Everything the 20-year-old was wearing was black, other than the bandanna across his forehead. There was almost nothing distinguishing about his physique. He had perfectly average dark hair, dark eyes, a medium build, and no visible scars. That was probably why the silver pendant hanging from his neck stood out. It was a crest of a one-legged dragon wrapped around a sword. The symbol of a sorcerer who’d studied at the foremost learning institute for black sorcery on the continent, the Tower of Fangs. It was, in essence, the symbol of a sorcerer of the highest caliber.
However, right now, he was just standing there absentmindedly. Scratching his head with his free left hand, he said in a grumbling tone, “There’s something I don’t quite get here...”
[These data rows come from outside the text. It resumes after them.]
// SPDX-License-Identifier: AGPL-3.0-or-later
// Copyright (C) 2012-2025 Andrei Maltsev

//! TPM 2.0 response buffers: parsing device replies and synthesizing the
//! replies the manager answers on the device's behalf.

use anyhow::{Context, Result, ensure};
use bytes::{BufMut, Bytes, BytesMut};
use zerocopy::IntoBytes;

use crate::models::{
    code::TPM2_CAP_HANDLES,
    header::{HEADER_LEN, RawTpmHeader, StructureTag},
    rc::TPM2_RC_SUCCESS,
};

#[derive(Debug)]
pub struct TpmResponse {
    buf: BytesMut,
    tag: StructureTag,
    rc: u32,
}

impl TpmResponse {
    pub fn parse(buf: BytesMut) -> Result<Self> {
        let hdr = RawTpmHeader::read_from(&buf)?;
        hdr.validate_size(buf.len())?;
        let tag = hdr.structure_tag().context("bad response tag")?;
        let rc = hdr.code.get();
        Ok(Self { buf, tag, rc })
    }

    #[inline]
    pub fn tag(&self) -> StructureTag {
        self.tag
    }

    #[inline]
    pub fn rc(&self) -> u32 {
        self.rc
    }

    #[inline]
    pub fn is_success(&self) -> bool {
        self.rc == TPM2_RC_SUCCESS
    }

    /// The handle right after the header, for responses to commands whose
    /// attributes declare one.
    pub fn handle(&self) -> Result<u32> {
        ensure!(
            self.buf.len() >= HEADER_LEN + 4,
            "response too short for a handle"
        );
        Ok(u32::from_be_bytes([
            self.buf[HEADER_LEN],
            self.buf[HEADER_LEN + 1],
            self.buf[HEADER_LEN + 2],
            self.buf[HEADER_LEN + 3],
        ]))
    }

    /// Rewrite the response handle in place (physical → virtual).
    pub fn set_handle(&mut self, handle: u32) -> Result<()> {
        ensure!(
            self.buf.len() >= HEADER_LEN + 4,
            "response too short for a handle"
        );
        self.buf[HEADER_LEN..HEADER_LEN + 4].copy_from_slice(&handle.to_be_bytes());
        Ok(())
    }

    /// Body bytes after the header.
    #[inline]
    pub fn body(&self) -> &[u8] {
        &self.buf[HEADER_LEN..]
    }

    pub fn into_bytes(self) -> Bytes {
        self.buf.freeze()
    }

    // ── synthesized replies ──────────────────────────────────────────────

    fn synthesize(rc: u32, body: &[u8]) -> Self {
        let size = (HEADER_LEN + body.len()) as u32;
        let hdr = RawTpmHeader::new(StructureTag::NoSessions, size, rc);
        let mut buf = BytesMut::with_capacity(size as usize);
        buf.put_slice(hdr.as_bytes());
        buf.put_slice(body);
        Self {
            buf,
            tag: StructureTag::NoSessions,
            rc,
        }
    }

    /// Bare header carrying an error code.
    pub fn error(rc: u32) -> Self {
        Self::synthesize(rc, &[])
    }

    /// Bare success header, e.g. for a virtualized `FlushContext`.
    pub fn success() -> Self {
        Self::synthesize(TPM2_RC_SUCCESS, &[])
    }

    /// `ContextSave` reply: the stored device-format context as the body.
    pub fn context_save_reply(context: &[u8]) -> Self {
        Self::synthesize(TPM2_RC_SUCCESS, context)
    }

    /// `ContextLoad` reply: the stable session handle.
    pub fn context_load_reply(handle: u32) -> Self {
        Self::synthesize(TPM2_RC_SUCCESS, &handle.to_be_bytes())
    }

    /// `GetCapability(TPM2_CAP_HANDLES)` reply over the given handles.
    pub fn capability_handles_reply(more_data: bool, handles: &[u32]) -> Self {
        let mut body = BytesMut::with_capacity(1 + 4 + 4 + 4 * handles.len());
        body.put_u8(more_data as u8);
        body.put_u32(TPM2_CAP_HANDLES);
        body.put_u32(handles.len() as u32);
        for h in handles {
            body.put_u32(*h);
        }
        Self::synthesize(TPM2_RC_SUCCESS, &body)
    }
}
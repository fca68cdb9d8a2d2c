// SPDX-License-Identifier: AGPL-3.0-or-later
// Copyright (C) 2012-2025 Andrei Maltsev

use tpm2_resmgr_rs::models::rc::RC_FLUSH_UNKNOWN_HANDLE;

use crate::integration_tests::common::*;

/// Flushing an unknown virtual handle yields the composed handle error
/// and never reaches the device.
#[tokio::test]
async fn test_flush_unknown_virtual_handle() {
    let mut h = Harness::spawn(27, 4);

    let resp = h
        .roundtrip(1, cmd(CC_FLUSH_CONTEXT, &[], &0x80ff_ffffu32.to_be_bytes()))
        .await;
    assert_eq!(rc_of(&resp), RC_FLUSH_UNKNOWN_HANDLE);
    assert_eq!(h.device_commands_seen(), 0);
    assert!(h.tpm.lock().expect("state").flushes.is_empty());
}

/// Flushing an owned virtual handle is answered locally; the object was
/// never resident, so no device call is needed at all.
#[tokio::test]
async fn test_flush_owned_virtual_handle() {
    let mut h = Harness::spawn(27, 4);

    h.push_response(resp_with_handle(0x8000_0001));
    let resp = h.roundtrip(1, cmd(CC_CREATE_PRIMARY, &[0x4000_0001], b"t")).await;
    let vhandle = handle_of(&resp);
    let seen_before = h.device_commands_seen();

    let resp = h
        .roundtrip(1, cmd(CC_FLUSH_CONTEXT, &[], &vhandle.to_be_bytes()))
        .await;
    assert_eq!(rc_of(&resp), 0);
    assert_eq!(h.device_commands_seen(), seen_before);
    assert!(h.tpm.lock().expect("state").flushes.is_empty());

    // The handle no longer resolves.
    let resp = h
        .roundtrip(1, cmd(CC_FLUSH_CONTEXT, &[], &vhandle.to_be_bytes()))
        .await;
    assert_eq!(rc_of(&resp), RC_FLUSH_UNKNOWN_HANDLE);
}

/// Another connection cannot flush an object it does not own.
#[tokio::test]
async fn test_flush_is_per_connection() {
    let mut h = Harness::spawn(27, 4);

    h.push_response(resp_with_handle(0x8000_0001));
    let resp = h.roundtrip(1, cmd(CC_CREATE_PRIMARY, &[0x4000_0001], b"t")).await;
    let vhandle = handle_of(&resp);

    let resp = h
        .roundtrip(2, cmd(CC_FLUSH_CONTEXT, &[], &vhandle.to_be_bytes()))
        .await;
    assert_eq!(rc_of(&resp), RC_FLUSH_UNKNOWN_HANDLE);
}

/// Flushing a session handle untracks the session but lets the device
/// have the final word.
#[tokio::test]
async fn test_flush_session_falls_through() {
    let mut h = Harness::spawn(27, 4);

    h.push_response(resp_with_handle(0x0200_0001));
    let resp = h
        .roundtrip(1, cmd(CC_START_AUTH_SESSION, &[0x4000_0007, 0x4000_0007], b"hmac"))
        .await;
    let session = handle_of(&resp);
    assert_eq!(session, 0x0200_0001, "session handles are not virtualized");

    h.push_response(resp_success());
    let resp = h
        .roundtrip(1, cmd(CC_FLUSH_CONTEXT, &[], &session.to_be_bytes()))
        .await;
    assert_eq!(rc_of(&resp), 0);

    let st = h.tpm.lock().expect("state");
    // The command itself went to the device...
    let forwarded = st.sent.last().expect("forwarded flush");
    assert_eq!(forwarded[6..10], CC_FLUSH_CONTEXT.to_be_bytes());
    // ...not the broker's side-channel flush.
    assert!(st.flushes.is_empty());
    drop(st);

    // Untracked: a later use of the session loads nothing.
    let loads_before = h.tpm.lock().expect("state").loads.len();
    h.push_response(resp_success());
    let resp = h
        .roundtrip(
            1,
            cmd_with_auth(CC_PCR_EXTEND, &[0x0000_0010], &[(session, 0x01)], b"pcr"),
        )
        .await;
    assert_eq!(rc_of(&resp), 0);
    assert_eq!(h.tpm.lock().expect("state").loads.len(), loads_before);
}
“Heh!” The spirited exclamation came, naturally, from Volkan. He spread his arms wide and said, at a strange 45-degree angle, “It’s a heavy burden for your poor fool’s brain to comprehend, I’m sure... you can’t even admit your own loss to yourself, can you?!”
“Let me just get things straight here. The order of events, from the top, are: first, you suddenly fell out of a tree and came at me with your sword, right?”
“Indeed!” The dwarf nodded with all of his might. “My perfect surprise attack dealt a huge blow to you before you even had time to realize it!”
“I see. To me, it looked more like you just happened to slip off the branch you were on while you were stealing acorns from a squirrel’s nest.”
“Hmph. Such may be the loser’s account of the event.”
“And then, what happened next?”
“After you were taken by surprise, I, the Bulldog of Masmaturia, hacked at you in a mighty slash that hardly seems like it could have come from my beautiful, elegant blade!”
“Uh huh, so you were having a dream about that while you were rolling around on the ground, flailing about and trying to get your sword out of its sheath?”
“Of course, even heroes can make miscalculations. My surprise attack may have succeeded, but the blundering reinforcements to my glorious army changed the course of the battle for worse—”
“Oh? That’s how the dramatization of Dortin falling down on you after you finally managed to stand up goes, eh?”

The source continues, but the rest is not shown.